→ EXERCISE DETAILS
Every line in the data below that includes "while" belongs in the answer, copied as it stands.

→ TASK MATERIAL
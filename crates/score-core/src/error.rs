//! Error types for transform construction and registration.
//!
//! Invocation of a constructed transform never fails; every variant here is raised
//! while building a transform or maintaining the tag registry.

use thiserror::Error;

/// Result type alias for transform operations that may fail.
pub type TransformResult<T> = core::result::Result<T, TransformError>;

/// Errors that can occur while registering or constructing transforms.
#[derive(Debug, Clone, PartialEq, Error)]
pub enum TransformError {
    /// A parameter is missing or violates its constraint.
    #[error("Invalid parameters for '{transform}': {reason}")]
    InvalidParameters {
        /// Tag of the transform being constructed.
        transform: String,
        /// What was wrong with the parameters.
        reason: String,
    },

    /// The parameter record targets a different transform variant.
    #[error("Type mismatch: expected '{expected}', got '{actual}'")]
    TypeMismatch {
        /// Tag of the variant being constructed.
        expected: String,
        /// Tag carried by the parameter record.
        actual: String,
    },

    /// A transform is already registered under this tag.
    #[error("Duplicate transform tag: '{0}'")]
    DuplicateTag(String),

    /// No transform is registered under this tag.
    #[error("Unknown transform tag: '{0}'")]
    UnknownTag(String),

    /// The process-wide registry has already been fixed.
    #[error("Transform registry is already initialized")]
    RegistryFrozen,

    /// Serialization or deserialization failed.
    #[error("Serialization failed: {context}")]
    Serialization {
        /// Context describing the serialization operation.
        context: String,
        /// Underlying serialization error message.
        source_message: String,
    },
}

impl TransformError {
    /// Create an invalid-parameters error.
    #[must_use]
    pub fn invalid(transform: impl Into<String>, reason: impl Into<String>) -> Self {
        Self::InvalidParameters {
            transform: transform.into(),
            reason: reason.into(),
        }
    }

    /// Create an invalid-parameters error for a required field that is absent.
    #[must_use]
    pub fn missing(transform: impl Into<String>, field: &str) -> Self {
        Self::invalid(transform, format!("missing required field '{field}'"))
    }

    /// Create a serialization error with context.
    #[must_use]
    pub fn serialization(context: impl Into<String>, source: impl core::fmt::Display) -> Self {
        Self::Serialization {
            context: context.into(),
            source_message: source.to_string(),
        }
    }
}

→ ANSWER SPACE
//! while building a transform or maintaining the tag registry.
/// Errors that can occur while registering or constructing transforms.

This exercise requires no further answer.